If you wanted to add an event to happen in the chain after fstat, you can easily do that with promises:

// Here, we’ll add a parallel call to fs.stat during the read
return db.fetchFilePathAsync(fileId)
  .then((path) => {
    return {
      data: fs.readFileAsync(path),
      stats: fs
        .statAsync(path)
        .then((stats) => {
          log.info({stats: stats}, 'stats)
          return sendStatsAsync(stats)
        })
    }
  })
  .tap((results) => {
    console.log('stats: ', results.stats, 'data: ', results.data)
  })
  .catch((err) => {
    log.error({ err: err }, err.message)
    throw err
  })
}

By comparison, here’s what we’d have to do with callbacks, using async:

db.fetchFilePath(fileId, (err, path) => {
  if (err) {
    log.error({ err: err }, err.message)
    return cb(err)
  }
  async
    .parallel({
      data: fs.readFile.bind(fs, path),
      stats: (cb) => {
        fs.stat(path, (err, stats) => {
          if (err) {
            log.error({ err: err }, err.message)
            return cb(err)
          }
          log.info({stats: stats}, 'stats)
          sendStats(stats, cb)
        })
      }
    }, (err, results) => {
      if (err) {
        log.error({ err: err }, err.message)
        return cb(err)
      }
      console.log('stats: ', results.stats, 'data: ', results.data)
      return cb(null, results)
    })
}

Promise error handling is easy to use, and can automatically be handled by the chain. It has a built-in try-catch, so all of your code is safe by default, and won’t cause you crazy headaches.

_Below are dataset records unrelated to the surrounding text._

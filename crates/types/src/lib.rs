//! Shared types module - plain data and constants used by every layer
//!
//! Everything here is a pure data structure with no external dependencies, so the
//! same definitions serve the simulation core, the session engine, the score store
//! and the terminal frontend.
//!
//! # Board Dimensions
//!
//! - **Width**: 10 columns (indexed 0-9, left to right)
//! - **Height**: 20 rows (indexed 0-19, top to bottom)
//!
//! Pieces may hang above the board (negative rows) while they spawn.
//!
//! # Difficulty
//!
//! | Difficulty | Base interval | Decrease/level | Lines/level | Multiplier |
//! |------------|---------------|----------------|-------------|------------|
//! | `easy`     | 800ms         | 50ms           | 10          | 1          |
//! | `medium`   | 500ms         | 50ms           | 8           | 1.5        |
//! | `hard`     | 300ms         | 50ms           | 6           | 2          |
//!
//! The gravity interval never drops below [`DROP_INTERVAL_FLOOR_MS`].
//!
//! # Examples
//!
//! ```
//! use blockfall_types::{Command, Difficulty, PieceKind, BOARD_HEIGHT, BOARD_WIDTH};
//!
//! assert_eq!(PieceKind::from_str("t"), Some(PieceKind::T));
//! assert_eq!(Difficulty::from_str("HARD"), Some(Difficulty::Hard));
//! assert_eq!(Command::from_str("hardDrop"), Some(Command::HardDrop));
//!
//! let easy = Difficulty::Easy.config();
//! assert_eq!(easy.base_interval_ms, 800);
//!
//! assert_eq!(BOARD_WIDTH, 10);
//! assert_eq!(BOARD_HEIGHT, 20);
//! ```

/// Board width in cells (10 columns)
pub const BOARD_WIDTH: u8 = 10;

/// Board height in cells (20 rows)
pub const BOARD_HEIGHT: u8 = 20;

/// Lower bound for the gravity interval at any level.
pub const DROP_INTERVAL_FLOOR_MS: u32 = 50;

/// Line clear scoring table (classic curve).
///
/// Indexed by the number of rows cleared by a single placement (0-4).
/// The awarded score is `LINE_SCORES[n] * level * multiplier`.
pub const LINE_SCORES: [u32; 5] = [0, 40, 100, 300, 1200];

/// Number of entries kept per difficulty in a best-score list.
pub const MAX_HIGH_SCORES: usize = 10;

/// The seven tetromino piece kinds
#[derive(Debug, Clone, Copy, PartialEq, Eq, Hash, PartialOrd, Ord)]
pub enum PieceKind {
    I,
    O,
    T,
    S,
    Z,
    J,
    L,
}

impl PieceKind {
    /// All kinds, in tag order.
    pub const ALL: [PieceKind; 7] = [
        PieceKind::I,
        PieceKind::O,
        PieceKind::T,
        PieceKind::S,
        PieceKind::Z,
        PieceKind::J,
        PieceKind::L,
    ];

    /// Parse piece kind from string (case-insensitive)
    ///
    /// ```
    /// use blockfall_types::PieceKind;
    ///
    /// assert_eq!(PieceKind::from_str("i"), Some(PieceKind::I));
    /// assert_eq!(PieceKind::from_str("L"), Some(PieceKind::L));
    /// assert_eq!(PieceKind::from_str("x"), None);
    /// ```
    pub fn from_str(s: &str) -> Option<Self> {
        match s.to_lowercase().as_str() {
            "i" => Some(PieceKind::I),
            "o" => Some(PieceKind::O),
            "t" => Some(PieceKind::T),
            "s" => Some(PieceKind::S),
            "z" => Some(PieceKind::Z),
            "j" => Some(PieceKind::J),
            "l" => Some(PieceKind::L),
            _ => None,
        }
    }

    pub fn as_str(&self) -> &'static str {
        match self {
            PieceKind::I => "i",
            PieceKind::O => "o",
            PieceKind::T => "t",
            PieceKind::S => "s",
            PieceKind::Z => "z",
            PieceKind::J => "j",
            PieceKind::L => "l",
        }
    }

    /// Compact cell tag used by snapshots (1-7, 0 is reserved for empty).
    pub fn tag(self) -> u8 {
        match self {
            PieceKind::I => 1,
            PieceKind::O => 2,
            PieceKind::T => 3,
            PieceKind::S => 4,
            PieceKind::Z => 5,
            PieceKind::J => 6,
            PieceKind::L => 7,
        }
    }

    /// Inverse of [`PieceKind::tag`].
    pub fn from_tag(tag: u8) -> Option<Self> {
        match tag {
            1..=7 => Some(Self::ALL[(tag - 1) as usize]),
            _ => None,
        }
    }
}

/// A cell on the game board
///
/// - `None`: empty
/// - `Some(kind)`: permanently filled by a locked piece of that kind
pub type Cell = Option<PieceKind>;

/// Difficulty selected at session creation. Immutable for the session.
#[derive(Debug, Clone, Copy, PartialEq, Eq, Hash, PartialOrd, Ord, Default)]
pub enum Difficulty {
    Easy,
    #[default]
    Medium,
    Hard,
}

impl Difficulty {
    pub const ALL: [Difficulty; 3] = [Difficulty::Easy, Difficulty::Medium, Difficulty::Hard];

    /// Parse from string (case-insensitive)
    pub fn from_str(s: &str) -> Option<Self> {
        match s.trim().to_lowercase().as_str() {
            "easy" => Some(Difficulty::Easy),
            "medium" => Some(Difficulty::Medium),
            "hard" => Some(Difficulty::Hard),
            _ => None,
        }
    }

    pub fn as_str(&self) -> &'static str {
        match self {
            Difficulty::Easy => "easy",
            Difficulty::Medium => "medium",
            Difficulty::Hard => "hard",
        }
    }

    /// Timing and scoring parameters for this difficulty.
    pub fn config(&self) -> DifficultyConfig {
        match self {
            Difficulty::Easy => DifficultyConfig {
                base_interval_ms: 800,
                interval_decrease_per_level_ms: 50,
                lines_per_level: 10,
                multiplier_numerator: 1,
                multiplier_denominator: 1,
            },
            Difficulty::Medium => DifficultyConfig {
                base_interval_ms: 500,
                interval_decrease_per_level_ms: 50,
                lines_per_level: 8,
                multiplier_numerator: 3,
                multiplier_denominator: 2,
            },
            Difficulty::Hard => DifficultyConfig {
                base_interval_ms: 300,
                interval_decrease_per_level_ms: 50,
                lines_per_level: 6,
                multiplier_numerator: 2,
                multiplier_denominator: 1,
            },
        }
    }
}

impl std::fmt::Display for Difficulty {
    fn fmt(&self, f: &mut std::fmt::Formatter<'_>) -> std::fmt::Result {
        f.write_str(self.as_str())
    }
}

/// Per-difficulty parameters.
///
/// The score multiplier is kept as an integer ratio so awarded points can be
/// floored exactly without floating point.
#[derive(Debug, Clone, Copy, PartialEq, Eq, Hash)]
pub struct DifficultyConfig {
    /// Gravity interval at level 1.
    pub base_interval_ms: u32,
    /// How much faster gravity gets per level above 1.
    pub interval_decrease_per_level_ms: u32,
    /// Cleared lines required for each level-up.
    pub lines_per_level: u32,
    pub multiplier_numerator: u32,
    pub multiplier_denominator: u32,
}

impl DifficultyConfig {
    /// Score multiplier as a float, for display only.
    pub fn score_multiplier(&self) -> f64 {
        self.multiplier_numerator as f64 / self.multiplier_denominator as f64
    }
}

/// Discrete commands accepted by the engine.
///
/// These are issued by the presentation layer (keyboard) and, for `MoveDown`,
/// by the drop scheduler.
#[derive(Debug, Clone, Copy, PartialEq, Eq, Hash)]
pub enum Command {
    /// Move piece one cell left
    MoveLeft,
    /// Move piece one cell right
    MoveRight,
    /// Move piece one cell down, locking it in when it cannot move
    MoveDown,
    /// Rotate piece 90° clockwise
    Rotate,
    /// Drop piece to the lowest legal row and lock it in
    HardDrop,
    Pause,
    Resume,
    /// Leave the ready state and start gravity
    Start,
    /// Discard the session and return to a fresh ready state
    Reset,
}

impl Command {
    /// Parse command from its camelCase name (case-insensitive)
    ///
    /// ```
    /// use blockfall_types::Command;
    ///
    /// assert_eq!(Command::from_str("moveLeft"), Some(Command::MoveLeft));
    /// assert_eq!(Command::from_str("RESET"), Some(Command::Reset));
    /// assert_eq!(Command::from_str("hold"), None);
    /// ```
    pub fn from_str(s: &str) -> Option<Self> {
        match s.to_lowercase().as_str() {
            "moveleft" => Some(Command::MoveLeft),
            "moveright" => Some(Command::MoveRight),
            "movedown" => Some(Command::MoveDown),
            "rotate" => Some(Command::Rotate),
            "harddrop" => Some(Command::HardDrop),
            "pause" => Some(Command::Pause),
            "resume" => Some(Command::Resume),
            "start" => Some(Command::Start),
            "reset" => Some(Command::Reset),
            _ => None,
        }
    }

    pub fn as_str(&self) -> &'static str {
        match self {
            Command::MoveLeft => "moveLeft",
            Command::MoveRight => "moveRight",
            Command::MoveDown => "moveDown",
            Command::Rotate => "rotate",
            Command::HardDrop => "hardDrop",
            Command::Pause => "pause",
            Command::Resume => "resume",
            Command::Start => "start",
            Command::Reset => "reset",
        }
    }
}

/// Lifecycle phase of a game.
///
/// `Ready` → `Running` ⇄ `Paused`, and `Running` → `GameOver` (terminal until reset).
#[derive(Debug, Clone, Copy, PartialEq, Eq, Hash, Default)]
pub enum Phase {
    #[default]
    Ready,
    Running,
    Paused,
    GameOver,
}

impl Phase {
    pub fn as_str(&self) -> &'static str {
        match self {
            Phase::Ready => "ready",
            Phase::Running => "running",
            Phase::Paused => "paused",
            Phase::GameOver => "gameOver",
        }
    }
}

Bluebird offers Promisify, which makes it super easy to convert any of your existing Node callback- based methods to promises. (You can always use .asCallback(cb) to go back). This is incredibly powerful, since it makes converting your existing codebase even easier. One of the biggest issues with adoption is getting your change to work with the existing code. This makes it easy.

const bluebird = require('bluebird')
const fs = require('fs')

bluebird.promisifyAll(fs)

...
return fs.accessAsync(path) // promisified fs.access(path, cb)

That’s it. Ready to go.

Promises aren’t a new concept, and they’re definitely not only a JS thing. Now that it’s officially in the spec, it’ll (hopefully) become the golden standard! They clean up code and make it easier to read and change. Modifying the flow is easy, and since they don’t use the input of the function, refactoring becomes is easier. So much goodness from such a small package!